(Stored data)
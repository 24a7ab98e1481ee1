//! Logout token issuance (`logout+jwt`) for back-channel logout.

use std::sync::Arc;

use crate::error::TokenError;
use crate::jwt::{token_types, JsonWebToken, JwtClaims, JwtFormatter, BACKCHANNEL_LOGOUT_EVENT};
use crate::models::{AuthSession, ClientInfo};
use crate::providers::{Clock, IdGenerator, IssuerProvider};

use super::IssuedJwt;

/// Issues logout tokens.
///
/// A logout token identifies the terminated session by `sub` and/or `sid`
/// and carries the back-channel logout event claim. It must never carry a
/// `nonce`: a relying party could otherwise be tricked into accepting it as
/// an identity token.
pub struct LogoutTokenService {
    clock: Arc<dyn Clock>,
    ids: Arc<dyn IdGenerator>,
    issuer: Arc<dyn IssuerProvider>,
    formatter: Arc<JwtFormatter>,
}

impl LogoutTokenService {
    pub fn new(
        clock: Arc<dyn Clock>,
        ids: Arc<dyn IdGenerator>,
        issuer: Arc<dyn IssuerProvider>,
        formatter: Arc<JwtFormatter>,
    ) -> Self {
        Self {
            clock,
            ids,
            issuer,
            formatter,
        }
    }

    pub async fn create(
        &self,
        client: &ClientInfo,
        session: &AuthSession,
    ) -> Result<IssuedJwt, TokenError> {
        let back_channel = client
            .back_channel_logout
            .as_ref()
            .ok_or(TokenError::BackChannelLogoutNotConfigured)?;

        if back_channel.requires_session_id && session.session_id.is_empty() {
            return Err(TokenError::SessionIdRequired);
        }
        if session.subject.is_empty() && session.session_id.is_empty() {
            return Err(TokenError::SubjectOrSessionRequired);
        }

        let now = self.clock.now();
        let expires_at = now + chrono::Duration::seconds(back_channel.logout_token_expires_in_secs);
        let jwt_id = self.ids.new_id();

        let mut events = serde_json::Map::new();
        events.insert(
            BACKCHANNEL_LOGOUT_EVENT.to_string(),
            serde_json::Value::Object(serde_json::Map::new()),
        );

        let mut payload = JwtClaims::default();
        payload.iss = Some(self.issuer.issuer().to_string());
        payload.aud = Some(vec![client.client_id.clone()]);
        payload.iat = Some(now.timestamp());
        payload.nbf = Some(now.timestamp());
        payload.exp = Some(expires_at.timestamp());
        payload.jti = Some(jwt_id.clone());
        if !session.subject.is_empty() {
            payload.sub = Some(session.subject.clone());
        }
        if !session.session_id.is_empty() {
            payload.sid = Some(session.session_id.clone());
        }
        payload.events = Some(events);

        let token = JsonWebToken {
            token_type: token_types::LOGOUT,
            algorithm: client.identity_token_signed_response_algorithm,
            payload,
        };
        let value = self.formatter.format(&token, client).await?;

        Ok(IssuedJwt {
            value,
            jwt_id,
            issued_at: now,
            expires_at,
        })
    }
}
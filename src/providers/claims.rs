use async_trait::async_trait;

use crate::models::{AuthSession, ClientInfo};
use crate::providers::scopes::{standard_scopes, ScopeDefinition};

/// Source of end-user claims for identity tokens.
///
/// Returning `Ok(None)` means the user is unknown or access was denied; the
/// identity token service then declines to issue a token instead of issuing
/// an empty one.
#[async_trait]
pub trait UserClaimsProvider: Send + Sync {
    async fn get_user_claims(
        &self,
        session: &AuthSession,
        scope: &[ScopeDefinition],
        requested_claims: Option<&serde_json::Map<String, serde_json::Value>>,
        client: &ClientInfo,
    ) -> anyhow::Result<Option<serde_json::Map<String, serde_json::Value>>>;
}

/// Claims provider that answers from the authenticated session itself:
/// `sub` always, `email`/`email_verified` when the `email` scope was
/// granted, and any individually requested claim the session's additional
/// claims happen to carry.
#[derive(Debug, Clone, Copy, Default)]
pub struct SessionClaimsProvider;

#[async_trait]
impl UserClaimsProvider for SessionClaimsProvider {
    async fn get_user_claims(
        &self,
        session: &AuthSession,
        scope: &[ScopeDefinition],
        requested_claims: Option<&serde_json::Map<String, serde_json::Value>>,
        _client: &ClientInfo,
    ) -> anyhow::Result<Option<serde_json::Map<String, serde_json::Value>>> {
        if session.subject.is_empty() {
            return Ok(None);
        }

        let mut claims = serde_json::Map::new();
        claims.insert(
            "sub".to_string(),
            serde_json::Value::String(session.subject.clone()),
        );

        if scope.iter().any(|s| s.scope == standard_scopes::EMAIL) {
            if let Some(email) = &session.email {
                claims.insert(
                    "email".to_string(),
                    serde_json::Value::String(email.clone()),
                );
                if let Some(verified) = session.email_verified {
                    claims.insert(
                        "email_verified".to_string(),
                        serde_json::Value::Bool(verified),
                    );
                }
            }
        }

        if let Some(requested) = requested_claims {
            for name in requested.keys() {
                if let Some(value) = session.additional_claims.get(name) {
                    claims.insert(name.clone(), value.clone());
                }
            }
        }

        Ok(Some(claims))
    }
}
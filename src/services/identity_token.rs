//! Identity token issuance (`id+jwt`).

use std::sync::Arc;

use crate::error::TokenError;
use crate::jwt::{token_types, JsonWebToken, JwtClaims, JwtFormatter};
use crate::models::{AuthSession, AuthorizationContext, ClientInfo};
use crate::providers::scopes::standard_scopes;
use crate::providers::{Clock, IdGenerator, IssuerProvider, ScopeDefinition, ScopeManager, UserClaimsProvider};
use crate::utils::hash::half_hash;

use super::{merge_additional_claim, IssuedJwt};

/// Scopes whose claims belong in the userinfo response rather than the
/// identity token when the caller has a channel to fetch them.
const USERINFO_SCOPES: [&str; 3] = [
    standard_scopes::PROFILE,
    standard_scopes::EMAIL,
    standard_scopes::ADDRESS,
];

/// Issues identity tokens.
pub struct IdentityTokenService {
    clock: Arc<dyn Clock>,
    ids: Arc<dyn IdGenerator>,
    issuer: Arc<dyn IssuerProvider>,
    formatter: Arc<JwtFormatter>,
    user_claims: Arc<dyn UserClaimsProvider>,
    scopes: Arc<dyn ScopeManager>,
}

impl IdentityTokenService {
    pub fn new(
        clock: Arc<dyn Clock>,
        ids: Arc<dyn IdGenerator>,
        issuer: Arc<dyn IssuerProvider>,
        formatter: Arc<JwtFormatter>,
        user_claims: Arc<dyn UserClaimsProvider>,
        scopes: Arc<dyn ScopeManager>,
    ) -> Self {
        Self {
            clock,
            ids,
            issuer,
            formatter,
            user_claims,
            scopes,
        }
    }

    /// Create an identity token.
    ///
    /// `with_user_claims` says whether this response is the user's only
    /// channel for claims; when it is not (and the client does not force
    /// them in), the profile/email/address scopes are filtered out before
    /// asking the claims provider, leaving those claims to the userinfo
    /// endpoint.
    ///
    /// Returns `Ok(None)` when the claims provider does not know the user
    /// or denies access.
    pub async fn create(
        &self,
        session: &AuthSession,
        context: &AuthorizationContext,
        client: &ClientInfo,
        with_user_claims: bool,
        authorization_code: Option<&str>,
        access_token: Option<&str>,
    ) -> Result<Option<IssuedJwt>, TokenError> {
        let algorithm = client.identity_token_signed_response_algorithm;

        let scope: Vec<ScopeDefinition> = context
            .scope
            .iter()
            .filter(|s| {
                with_user_claims
                    || client.force_user_claims_in_identity_token
                    || !USERINFO_SCOPES.contains(&s.as_str())
            })
            .map(|s| {
                self.scopes
                    .get(s)
                    .unwrap_or_else(|| ScopeDefinition::new(s.clone()))
            })
            .collect();

        let requested = context
            .requested_claims
            .as_ref()
            .and_then(|claims| claims.id_token.as_ref());

        let user_claims = match self
            .user_claims
            .get_user_claims(session, &scope, requested, client)
            .await
            .map_err(TokenError::Internal)?
        {
            Some(claims) => claims,
            None => return Ok(None),
        };

        let now = self.clock.now();
        let expires_at = now + chrono::Duration::seconds(client.identity_token_expires_in_secs);
        let jwt_id = self.ids.new_id();

        let mut payload = JwtClaims::default();
        for (name, value) in user_claims {
            merge_additional_claim(&mut payload, &name, value);
        }

        payload.iss = Some(self.issuer.issuer().to_string());
        payload.iat = Some(now.timestamp());
        payload.nbf = Some(now.timestamp());
        payload.exp = Some(expires_at.timestamp());
        payload.jti = Some(jwt_id.clone());
        payload.aud = Some(vec![context.client_id.clone()]);
        payload.nonce = context.nonce.clone();
        payload.sid = Some(session.session_id.clone());
        payload.auth_time = Some(session.authentication_time.timestamp());
        payload.acr = session.acr.clone();
        if !session.amr.is_empty() {
            payload.amr = Some(session.amr.clone());
        }
        if payload.sub.is_none() {
            payload.sub = Some(session.subject.clone());
        }

        payload.c_hash = authorization_code.map(|code| half_hash(algorithm, code));
        payload.at_hash = access_token.map(|token| half_hash(algorithm, token));

        let token = JsonWebToken {
            token_type: token_types::IDENTITY,
            algorithm,
            payload,
        };
        let value = self.formatter.format(&token, client).await?;

        Ok(Some(IssuedJwt {
            value,
            jwt_id,
            issued_at: now,
            expires_at,
        }))
    }
}
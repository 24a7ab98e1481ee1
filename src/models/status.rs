use serde::{Deserialize, Serialize};

/// Explicitly recorded state of a JWT, keyed by `jti` in the token registry.
///
/// `Unknown` is the default and means no state has been recorded; it is what
/// the registry answers for a `jti` it has never seen.
#[derive(Debug, Clone, Copy, Default, PartialEq, Eq, Serialize, Deserialize)]
pub enum JsonWebTokenStatus {
    #[default]
    Unknown,
    Used,
    Revoked,
}

#[cfg(test)]
mod tests {
    use super::*;

    #[test]
    fn test_default_is_unknown() {
        assert_eq!(JsonWebTokenStatus::default(), JsonWebTokenStatus::Unknown);
    }

    #[test]
    fn test_serde_round_trip() {
        let json = serde_json::to_string(&JsonWebTokenStatus::Revoked).unwrap();
        let back: JsonWebTokenStatus = serde_json::from_str(&json).unwrap();
        assert_eq!(back, JsonWebTokenStatus::Revoked);
    }
}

* **PROBLEM**
Please restate, word for word, the lines of the entries that run from the first line through the one holding "use super::IssuedJwt;", and add nothing.

* **REPLY TO THE TASK**
repository 24a7ab98e1481ee1
//! Logout token issuance (`logout+jwt`) for back-channel logout.

use std::sync::Arc;

use crate::error::TokenError;
use crate::jwt::{token_types, JsonWebToken, JwtClaims, JwtFormatter, BACKCHANNEL_LOGOUT_EVENT};
use crate::models::{AuthSession, ClientInfo};
use crate::providers::{Clock, IdGenerator, IssuerProvider};

use super::IssuedJwt;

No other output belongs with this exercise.